Why are Sundays so difficult?
If you suffer from ANXIETY this may resonate with you.
Or if you’ve ever been hungover.
A few weeks ago, I met up with some friends in Cardiff for the weekend. As Sunday progressed and I began my journey home, I started to develop a case of ‘Hangxiety’, also known as ‘Beer Fear’.
The Fear of Monday. The worry of the upcoming week. All the issues that constantly follow you transcend and make you a nervous wreck. That’s putting it nicely.

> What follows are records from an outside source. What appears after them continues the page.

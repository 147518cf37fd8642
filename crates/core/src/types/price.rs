//! Type-safe price representation using decimal arithmetic.
//!
//! Amounts are held in the currency's standard unit (dollars, not cents) as
//! [`Decimal`] so cart arithmetic never accumulates floating point error.
//! Conversion to minor units only happens at the payment boundary.

use core::fmt;
use std::str::FromStr;

use rust_decimal::prelude::ToPrimitive;
use rust_decimal::{Decimal, RoundingStrategy};
use serde::{Deserialize, Serialize};
use thiserror::Error;

/// Errors produced when converting or parsing prices.
#[derive(Debug, Error, Clone, PartialEq, Eq)]
pub enum PriceError {
    /// The amount does not fit in the minor-unit integer range.
    #[error("amount {0} is out of range for minor units")]
    OutOfRange(Decimal),
    /// Unknown ISO 4217 currency code.
    #[error("unsupported currency code: {0}")]
    UnsupportedCurrency(String),
}

/// A price with currency information.
#[derive(Debug, Clone, Copy, PartialEq, Eq, Serialize, Deserialize)]
pub struct Price {
    /// Amount in the currency's standard unit (e.g., dollars, not cents).
    pub amount: Decimal,
    /// ISO 4217 currency code.
    pub currency_code: CurrencyCode,
}

impl Price {
    /// Create a new price.
    #[must_use]
    pub const fn new(amount: Decimal, currency_code: CurrencyCode) -> Self {
        Self {
            amount,
            currency_code,
        }
    }

    /// Amount rounded to cents for display (midpoint away from zero).
    #[must_use]
    pub fn rounded(&self) -> Decimal {
        self.amount
            .round_dp_with_strategy(2, RoundingStrategy::MidpointAwayFromZero)
    }

    /// Amount in minor units (cents), rounded to the nearest integer.
    ///
    /// # Errors
    ///
    /// Returns [`PriceError::OutOfRange`] if the result does not fit in `i64`.
    pub fn to_minor_units(&self) -> Result<i64, PriceError> {
        self.amount
            .checked_mul(Decimal::ONE_HUNDRED)
            .ok_or(PriceError::OutOfRange(self.amount))?
            .round_dp_with_strategy(0, RoundingStrategy::MidpointAwayFromZero)
            .to_i64()
            .ok_or(PriceError::OutOfRange(self.amount))
    }

    /// Format for display (e.g., "$19.99").
    #[must_use]
    pub fn display(&self) -> String {
        format!("{}{:.2}", self.currency_code.symbol(), self.rounded())
    }
}

impl fmt::Display for Price {
    fn fmt(&self, f: &mut fmt::Formatter<'_>) -> fmt::Result {
        f.write_str(&self.display())
    }
}

/// ISO 4217 currency codes.
///
/// Serialized lowercase (`"usd"`), the form payment processors expect.
#[derive(Debug, Clone, Copy, PartialEq, Eq, Hash, Serialize, Deserialize, Default)]
#[serde(rename_all = "lowercase")]
pub enum CurrencyCode {
    #[default]
    USD,
    EUR,
    GBP,
    CAD,
    AUD,
}

impl CurrencyCode {
    /// Display symbol for the currency.
    #[must_use]
    pub const fn symbol(&self) -> &'static str {
        match self {
            Self::USD | Self::CAD | Self::AUD => "$",
            Self::EUR => "€",
            Self::GBP => "£",
        }
    }

    /// Lowercase ISO code as sent to the checkout endpoint.
    #[must_use]
    pub const fn code(&self) -> &'static str {
        match self {
            Self::USD => "usd",
            Self::EUR => "eur",
            Self::GBP => "gbp",
            Self::CAD => "cad",
            Self::AUD => "aud",
        }
    }
}

impl FromStr for CurrencyCode {
    type Err = PriceError;

    fn from_str(s: &str) -> Result<Self, Self::Err> {
        match s.trim().to_ascii_lowercase().as_str() {
            "usd" => Ok(Self::USD),
            "eur" => Ok(Self::EUR),
            "gbp" => Ok(Self::GBP),
            "cad" => Ok(Self::CAD),
            "aud" => Ok(Self::AUD),
            other => Err(PriceError::UnsupportedCurrency(other.to_owned())),
        }
    }
}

I can’t breathe. Tick. Tock.
Shit.
I’m going to get found out.
I’m in trouble. Trouble will find me.
I won’t be strong enough.
I’m not good enough.
Why did I allow myself to do this? Shame on you for enjoying yourself.
You went out and had a couple of nights out with friends. They belong here. You don’t.
They are meant for this world. You don’t fit in. You are just pretending.
A sickness in my stomach.
Disorientated. Shaking. An overwhelming sense of a nameless dread.
Coming to get me.
I’m not present. Not alive. Disconnected.
I’m on the train home now. Hurtling back towards reality.
Monday. Work. Grind. Monotony.
Going nowhere. Unfulfilled.
Who am I?
I’m not them. I put them on a pedestal. They are great.
I’m fucking useless!
Suffering. Yet strangely inspired. Slow down brain.
Fog outside. A lot like my brain under siege. Trying to pick through it.
Confusion. A murky tangled web of thoughts. Some familiar, yet no less scary.
Mind racing at a crazy speed. Thoughts whizzing by. A nervous wave of feeling and inspiration. I start to ride on this wave.
Heart rate up. Trying to breathe normally. Regulate it.
But there’s an unspeakable fear looming. There always is.
I feel silly and embarrassed. My past failures conjure themselves up for me.
FRUSTRATION.
Bleakness washes over me in waves. What’s the point?
Definitely spiraling now. An inner voice tells me I will never experience joy again.
THIS TOO SHALL PASS.
Then suddenly I lurch back towards the living. Register what is around me.
The train conductor cracking jokes. Maybe it isn’t all bad.
Joy again. I laugh at this situation. These feelings come and go like buildings outside the window.
I inject some positivity.
Tell myself to worry less.
Give less of a shit. Fuck it.
Which makes me want to get back on it. Good eating. Exercise.
Keep boosting your self-esteem. Enhance your self-worth.
Now I can’t wait to get back.
The pendulum of energy is in my favour. The ball now in my court.
Like it always should have been.
Address my issues.
One thing at a time. Not all problems can be sorted now.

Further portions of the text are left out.